Advertisement
Advertisement
Analisis | Dua Dekade Layanan Kesehatan di RI sebelum Covid-19 Tiba Halaman 2 - Analisis Data Katadata
ANALISIS

Dua Dekade Layanan Kesehatan di RI sebelum Covid-19 Tiba

Foto: Joshua Siringo/Katadata
Pelayanan kesehatan di Indonesia terus membaik dalam rentang 1996-2016. Meskipun begitu, masih ada kabupaten yang tetap tertinggal. Khususnya di wilayah terpencil seperti Papua.
Author's Photo
28 September 2020, 15.00
Button AI Summarize

Dua daerah yang masih tertinggal pada 2016, adalah Kabupaten Paniai dan Kabupaten Jayawijaya yang berada di Provinsi Papua. Rasionya masing-masing 5% dan 8% rumah tangga bersanitasi baik. Begitu juga hanya 21% dan 27% untuk kelahiran yang ditolong tenaga kesehatan.

Kondisi pada dua wilayah tersebut selaras dengan data Indeks Pembangunan Manusia (IPM) Badan Pusat Statistik (BPS) yang juga memasukkan variabel kesehatan. Sampai 2018, IPM Papua dan Papua Barat masih berada di urutan terbuncit dengan skor masing-masing 60,06 dan 63,74.

Padahal, pemerintah terus menambah dana otonomi khusus (Otsus) untuk Papua dan Papua Barat dari tahun ke tahun. Pada 2019, tercatat kedua provinsi tersebut mendapat total Rp 8,4 triliun. Meningkat Rp 0,4 triliun dari tahun sebelumnya.

Belum idealnya layanan kesehatan Indonesia, juga terlihat dari Human Capital Index (HCI) yang 0,54 poin pada 2020. Jauh di bawah Singapura yang 0,88 poin. Posisi negeri ini pun hanya peringkat keenam di Asia Tenggara. Bank Dunia menilai HCI berdasarkan indikator kualitas kesehatan dan pendidikan masyarakat.  

Peraih nobel ekonomi 2019, Esther Duflo bersama rekannya Abhijit V. Banerjee dalam penelitiannya yang berjudul The Economic Lives of The Poor menilai masalah kesehatan berkaitan dengan kondisi perekonomian masyarakat miskin. Termasuk di Indonesia yang masyarakat miskin rentan penyakit lantaran kekurangan makanan bernutrisi. Tercatat 20-50% yang harus terbaring di tempat tidur karena pelbagai penyakit dan harus mendapat perawatan dokter. 

Tak terjangkaunya makanan bernutrisi erat dengan minimnya pendapatan. Untuk tetap menyambung hidup, seperti ditulis Esther dan Banerjee, mayoritas penduduk miskin di dunia membuka usaha atau di sektor informal.

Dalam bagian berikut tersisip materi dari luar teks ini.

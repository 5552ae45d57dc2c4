//! Rendered-message descriptors handed to a mail collaborator

use serde::Serialize;
use serde_json::{json, Value};

use super::site::SiteDomain;

const SIGNUP_PATH: &str = "signup";
const RESET_PASSWORD_PATH: &str = "reset-password";

/// Template a mail is rendered from
#[derive(Debug, Clone, Copy, PartialEq, Eq, Serialize)]
#[serde(rename_all = "snake_case")]
pub enum MailTemplate {
    Signup,
    PasswordReset,
}

impl MailTemplate {
    pub fn name(&self) -> &'static str {
        match self {
            Self::Signup => "signup",
            Self::PasswordReset => "password_reset",
        }
    }
}

/// Subject, recipients, template and template data of one outgoing mail
#[derive(Debug, Clone, PartialEq, Serialize)]
pub struct Mail {
    subject: String,
    to: Vec<String>,
    template: MailTemplate,
    data: Value,
}

impl Mail {
    /// Confirmation mail carrying the signup link
    pub fn signup(site: &SiteDomain, email: &str, name: &str, token: &str) -> Self {
        Self::with_link(
            "Confirm your email address",
            MailTemplate::Signup,
            site.url(&["auth", SIGNUP_PATH, token]),
            email,
            name,
        )
    }

    /// Mail carrying the password reset link
    pub fn password_reset(site: &SiteDomain, email: &str, name: &str, token: &str) -> Self {
        Self::with_link(
            "Change your password",
            MailTemplate::PasswordReset,
            site.url(&["auth", RESET_PASSWORD_PATH, token]),
            email,
            name,
        )
    }

    fn with_link(
        subject: &str,
        template: MailTemplate,
        url: String,
        email: &str,
        name: &str,
    ) -> Self {
        Self {
            subject: subject.to_string(),
            to: vec![email.to_string()],
            template,
            data: json!({ "name": name, "url": url }),
        }
    }

    pub fn subject(&self) -> &str {
        &self.subject
    }

    pub fn to(&self) -> &[String] {
        &self.to
    }

    pub fn template(&self) -> MailTemplate {
        self.template
    }

    pub fn data(&self) -> &Value {
        &self.data
    }

    /// Link embedded in the template data, if any
    pub fn link(&self) -> Option<&str> {
        self.data.get("url").and_then(Value::as_str)
    }
}

#[cfg(test)]
mod tests {
    use super::*;

    #[test]
    fn test_signup_mail() {
        let site = SiteDomain::new("example.com").unwrap();
        let mail = Mail::signup(&site, "a@x.com", "Ann", "tok_123");

        assert_eq!(mail.subject(), "Confirm your email address");
        assert_eq!(mail.to(), ["a@x.com".to_string()]);
        assert_eq!(mail.template(), MailTemplate::Signup);
        assert_eq!(mail.template().name(), "signup");
        assert_eq!(mail.link(), Some("https://example.com/auth/signup/tok_123"));
        assert_eq!(mail.data()["name"], "Ann");
    }

    #[test]
    fn test_password_reset_mail() {
        let site = SiteDomain::new("localhost:3000").unwrap();
        let mail = Mail::password_reset(&site, "a@x.com", "Ann", "tok_456");

        assert_eq!(mail.subject(), "Change your password");
        assert_eq!(mail.template().name(), "password_reset");
        assert_eq!(
            mail.link(),
            Some("http://localhost:3000/auth/reset-password/tok_456")
        );
    }
}
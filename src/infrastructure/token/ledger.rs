//! Issuance and consumption of single-use tokens
//!
//! The ledger holds no state of its own; every call runs on the statement set
//! of the caller's transaction, so the token change commits or rolls back
//! together with whatever it authorizes.

use tracing::debug;

use super::TokenGenerator;
use crate::config::TokenConfig;
use crate::domain::{StoreError, Token, TokenType};
use crate::infrastructure::storage::Queries;

#[derive(Debug, Clone)]
pub struct TokenLedger {
    generator: TokenGenerator,
    signup_ttl_ms: i64,
    reset_ttl_ms: i64,
}

impl TokenLedger {
    pub fn new(generator: TokenGenerator, config: &TokenConfig) -> Self {
        Self {
            generator,
            signup_ttl_ms: secs_to_ms(config.signup_ttl_secs),
            reset_ttl_ms: secs_to_ms(config.reset_ttl_secs),
        }
    }

    pub fn from_config(config: &TokenConfig) -> Self {
        Self::new(TokenGenerator::new(config.token_bytes), config)
    }

    fn ttl_ms(&self, token_type: TokenType) -> i64 {
        match token_type {
            TokenType::Signup => self.signup_ttl_ms,
            TokenType::PasswordReset => self.reset_ttl_ms,
        }
    }

    /// Supersede every token of `token_type` for `email` with a fresh one
    pub async fn issue(
        &self,
        queries: &mut Queries<'_>,
        email: &str,
        token_type: TokenType,
        now: i64,
    ) -> Result<Token, StoreError> {
        let superseded = queries
            .delete_tokens_by_email_and_type(email, token_type)
            .await?;

        let token = Token::new(
            self.generator.generate(),
            token_type,
            email,
            now.saturating_add(self.ttl_ms(token_type)),
        );
        queries.create_token(&token).await?;

        debug!(email, %token_type, superseded, "Issued token");

        Ok(token)
    }

    /// Find a live token and delete it, returning the row that was consumed
    pub async fn consume(
        &self,
        queries: &mut Queries<'_>,
        value: &str,
        token_type: TokenType,
        now: i64,
    ) -> Result<Option<Token>, StoreError> {
        let Some(token) = self.peek(queries, value, token_type, now).await? else {
            return Ok(None);
        };

        queries.delete_token(token.value()).await?;

        debug!(email = token.email(), %token_type, "Consumed token");

        Ok(Some(token))
    }

    /// Look up a live token without consuming it
    pub async fn peek(
        &self,
        queries: &mut Queries<'_>,
        value: &str,
        token_type: TokenType,
        now: i64,
    ) -> Result<Option<Token>, StoreError> {
        let token = queries.get_live_token(value, token_type, now).await?;
        Ok(token.filter(|token| token.is_live(now)))
    }

    /// Delete every token that is no longer live at `now`
    pub async fn purge_expired(
        &self,
        queries: &mut Queries<'_>,
        now: i64,
    ) -> Result<u64, StoreError> {
        queries.purge_expired_tokens(now).await
    }
}

fn secs_to_ms(secs: u64) -> i64 {
    i64::try_from(secs.saturating_mul(1_000)).unwrap_or(i64::MAX)
}
//! Infrastructure layer - hashing, storage, tokens, caching, mail and logging

pub mod cache;
pub mod logging;
pub mod mail;
pub mod storage;
pub mod token;
pub mod user;
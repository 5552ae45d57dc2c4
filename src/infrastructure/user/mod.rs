//! User infrastructure module
//!
//! Argon2id password hashing and the identity service built on it.

mod password;
mod service;

pub use password::{Argon2idHasher, PasswordHasher};
pub use service::IdentityService;
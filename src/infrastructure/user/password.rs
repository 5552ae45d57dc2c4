//! Password hashing with Argon2id
//!
//! Hash and salt are kept as raw bytes so the cost parameters are never
//! encoded next to the hash; they come from [`HasherConfig`] and are fixed
//! system-wide. Changing them makes previously stored hashes unverifiable.

use argon2::{Algorithm, Argon2, Params, Version};
use rand::RngCore;
use std::fmt::Debug;
use subtle::ConstantTimeEq;

use crate::config::HasherConfig;
use crate::domain::{HashError, HashedPassword};

/// Trait for password hashing operations
pub trait PasswordHasher: Send + Sync + Debug {
    /// Hash a password
    ///
    /// A random salt is generated when `salt` is `None` or empty. A supplied
    /// salt shorter than the Argon2 minimum of 8 bytes is rejected with
    /// [`HashError::InvalidSalt`] rather than hashed.
    fn generate_hash(
        &self,
        password: &[u8],
        salt: Option<&[u8]>,
    ) -> Result<HashedPassword, HashError>;

    /// Check a password against a stored hash and salt in constant time
    fn compare(&self, hash: &[u8], salt: &[u8], password: &[u8]) -> Result<(), HashError>;
}

/// Argon2id-based password hasher
#[derive(Debug, Clone)]
pub struct Argon2idHasher {
    params: Params,
    salt_length: usize,
    key_length: usize,
}

impl Argon2idHasher {
    /// Create a hasher, validating the cost parameters up front
    pub fn new(config: &HasherConfig) -> Result<Self, HashError> {
        let params = Params::new(
            config.memory_kib,
            config.time_cost,
            config.parallelism,
            Some(config.key_length),
        )
        .map_err(|e| HashError::params(e.to_string()))?;

        Ok(Self {
            params,
            salt_length: config.salt_length,
            key_length: config.key_length,
        })
    }

    fn derive(&self, password: &[u8], salt: &[u8]) -> Result<Vec<u8>, HashError> {
        let argon2 = Argon2::new(Algorithm::Argon2id, Version::V0x13, self.params.clone());
        let mut out = vec![0u8; self.key_length];

        argon2
            .hash_password_into(password, salt, &mut out)
            .map_err(|e| match e {
                argon2::Error::SaltTooShort | argon2::Error::SaltTooLong => HashError::InvalidSalt,
                argon2::Error::PwdTooLong => HashError::InvalidPassword,
                other => HashError::params(other.to_string()),
            })?;

        Ok(out)
    }

    fn random_salt(&self) -> Vec<u8> {
        let mut salt = vec![0u8; self.salt_length];
        rand::thread_rng().fill_bytes(&mut salt);
        salt
    }
}

impl PasswordHasher for Argon2idHasher {
    fn generate_hash(
        &self,
        password: &[u8],
        salt: Option<&[u8]>,
    ) -> Result<HashedPassword, HashError> {
        if password.is_empty() {
            return Err(HashError::InvalidPassword);
        }

        let salt = match salt {
            Some(salt) if !salt.is_empty() => salt.to_vec(),
            _ => self.random_salt(),
        };

        if salt.is_empty() {
            return Err(HashError::InvalidSalt);
        }

        let hash = self.derive(password, &salt)?;

        Ok(HashedPassword::new(hash, salt))
    }

    fn compare(&self, hash: &[u8], salt: &[u8], password: &[u8]) -> Result<(), HashError> {
        if hash.is_empty() {
            return Err(HashError::InvalidHash);
        }

        if salt.is_empty() {
            return Err(HashError::InvalidSalt);
        }

        if password.is_empty() {
            return Err(HashError::InvalidPassword);
        }

        let candidate = self.derive(password, salt)?;

        if bool::from(candidate.as_slice().ct_eq(hash)) {
            Ok(())
        } else {
            Err(HashError::PasswordNotMatch)
        }
    }
}
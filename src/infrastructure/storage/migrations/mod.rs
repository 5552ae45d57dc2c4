//! Versioned schema migrations recorded in `_migrations`

use sqlx::sqlite::SqlitePool;
use tracing::info;

use crate::domain::StoreError;

/// One schema step, applied atomically
#[derive(Debug, Clone)]
pub struct Migration {
    pub version: i64,
    pub description: &'static str,
    pub statements: Vec<&'static str>,
}

impl Migration {
    pub fn new(version: i64, description: &'static str, statements: Vec<&'static str>) -> Self {
        Self {
            version,
            description,
            statements,
        }
    }
}

/// Applies migrations that are not yet recorded
#[derive(Debug, Clone)]
pub struct Migrator {
    pool: SqlitePool,
}

impl Migrator {
    pub fn new(pool: SqlitePool) -> Self {
        Self { pool }
    }

    async fn ensure_migrations_table(&self) -> Result<(), StoreError> {
        sqlx::query(
            r#"
            CREATE TABLE IF NOT EXISTS _migrations (
                version INTEGER PRIMARY KEY,
                description TEXT NOT NULL,
                installed_on TEXT NOT NULL DEFAULT CURRENT_TIMESTAMP
            )
            "#,
        )
        .execute(&self.pool)
        .await
        .map_err(|e| StoreError::query("failed to create the migrations table", e))?;

        Ok(())
    }

    /// Run every pending migration in order, returning how many were applied
    pub async fn run(&self, migrations: &[Migration]) -> Result<usize, StoreError> {
        self.ensure_migrations_table().await?;

        let mut applied = 0;
        for migration in migrations {
            if self.apply(migration).await? {
                applied += 1;
            }
        }

        Ok(applied)
    }

    async fn apply(&self, migration: &Migration) -> Result<bool, StoreError> {
        let mut tx = self.pool.begin().await.map_err(StoreError::Begin)?;

        let recorded: i64 =
            sqlx::query_scalar("SELECT COUNT(*) FROM _migrations WHERE version = ?")
                .bind(migration.version)
                .fetch_one(&mut *tx)
                .await
                .map_err(|e| StoreError::query("failed to check migration status", e))?;

        if recorded > 0 {
            return Ok(false);
        }

        for statement in &migration.statements {
            sqlx::query(*statement)
                .execute(&mut *tx)
                .await
                .map_err(|source| StoreError::Migration {
                    version: migration.version,
                    source,
                })?;
        }

        sqlx::query("INSERT INTO _migrations (version, description) VALUES (?, ?)")
            .bind(migration.version)
            .bind(migration.description)
            .execute(&mut *tx)
            .await
            .map_err(|source| StoreError::Migration {
                version: migration.version,
                source,
            })?;

        tx.commit().await.map_err(StoreError::Commit)?;

        info!(
            version = migration.version,
            description = migration.description,
            "Applied migration"
        );

        Ok(true)
    }

    /// Latest applied version, `None` on an empty database
    pub async fn current_version(&self) -> Result<Option<i64>, StoreError> {
        self.ensure_migrations_table().await?;

        sqlx::query_scalar("SELECT MAX(version) FROM _migrations")
            .fetch_one(&self.pool)
            .await
            .map_err(|e| StoreError::query("failed to get the migration version", e))
    }
}

/// Schema for users and tokens
pub fn schema_migrations() -> Vec<Migration> {
    vec![
        Migration::new(
            1,
            "Create users table",
            vec![
                r#"
                CREATE TABLE IF NOT EXISTS users (
                    id TEXT PRIMARY KEY,
                    email TEXT NOT NULL UNIQUE,
                    name TEXT NOT NULL,
                    password BLOB NOT NULL,
                    salt BLOB NOT NULL,
                    verified_at INTEGER NOT NULL DEFAULT 0
                )
                "#,
            ],
        ),
        Migration::new(
            2,
            "Create tokens table",
            vec![
                r#"
                CREATE TABLE IF NOT EXISTS tokens (
                    token TEXT PRIMARY KEY,
                    type TEXT NOT NULL,
                    email TEXT NOT NULL,
                    expires_at INTEGER NOT NULL
                )
                "#,
                "CREATE INDEX IF NOT EXISTS idx_tokens_email_type ON tokens(email, type)",
                "CREATE INDEX IF NOT EXISTS idx_tokens_expires_at ON tokens(expires_at)",
            ],
        ),
    ]
}

#[cfg(test)]
mod tests {
    use super::*;
    use sqlx::sqlite::SqlitePoolOptions;

    async fn memory_pool() -> SqlitePool {
        SqlitePoolOptions::new()
            .max_connections(1)
            .idle_timeout(None)
            .max_lifetime(None)
            .connect("sqlite::memory:")
            .await
            .unwrap()
    }

    #[test]
    fn test_schema_migrations_order() {
        let migrations = schema_migrations();

        assert!(!migrations.is_empty());
        for pair in migrations.windows(2) {
            assert!(pair[1].version > pair[0].version);
        }
        for migration in &migrations {
            assert!(!migration.statements.is_empty());
        }
    }

    #[tokio::test]
    async fn test_run_is_idempotent() {
        let migrator = Migrator::new(memory_pool().await);
        let migrations = schema_migrations();

        assert_eq!(migrator.current_version().await.unwrap(), None);

        let first = migrator.run(&migrations).await.unwrap();
        assert_eq!(first, migrations.len());

        let second = migrator.run(&migrations).await.unwrap();
        assert_eq!(second, 0);

        assert_eq!(migrator.current_version().await.unwrap(), Some(2));
    }

    #[tokio::test]
    async fn test_failed_migration_is_not_recorded() {
        let migrator = Migrator::new(memory_pool().await);
        let broken = vec![Migration::new(
            7,
            "Broken",
            vec!["CREATE TABLE ok_table (id INTEGER)", "NOT VALID SQL"],
        )];

        let result = migrator.run(&broken).await;
        assert!(matches!(result, Err(StoreError::Migration { version: 7, .. })));
        assert_eq!(migrator.current_version().await.unwrap(), None);
    }
}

Di Indonesia, angkanya berkisar pada 47%-52% pada 2000. 

Masyarakat miskin pun masih harus menambah pekerjaan di sektor lain atau serabutan. Lebih kurang 47% rumah tangga miskin berpendapatan di bawah US$ 2 di wilayah urban Indonesia memiliki lebih dari satu pekerjaan. Kondisi ini patut menjadi sorotan di tengah pandemi Covid-19 yang memberlakukan pembatasan sosial. Mengingat, sumber pendapatan mereka praktis terkunci. 

Hasil survei Badan Pusat Statistik (BPS) per 1 Juni 2020 mengonfirmasi kemungkinan tersebut. Sebanyak 70,53% masyarakat berpendapatan Rp 1,8 juta per bulan penghasilannya turun. Sebaliknya, hanya sekitar 30% masyarakat berpendapatan di atas Rp 5 juta per bulan yang pendapatannya turun.  

Oleh karena itu, pemerintah sudah semestinya tak berpuas diri dengan kondisi pelayanan kesehatan saat ini. Terlebih di tengah pandemi Covid-19 yang juga telah memukul perekonomian masyarakat dan berpeluang meningkatkan angka kemiskinan. Salah satu cara yang bisa dilakukan, adalah dengan meningkatkan kualitas infrastruktur dan kemudahan akses pelayanan kesehatan.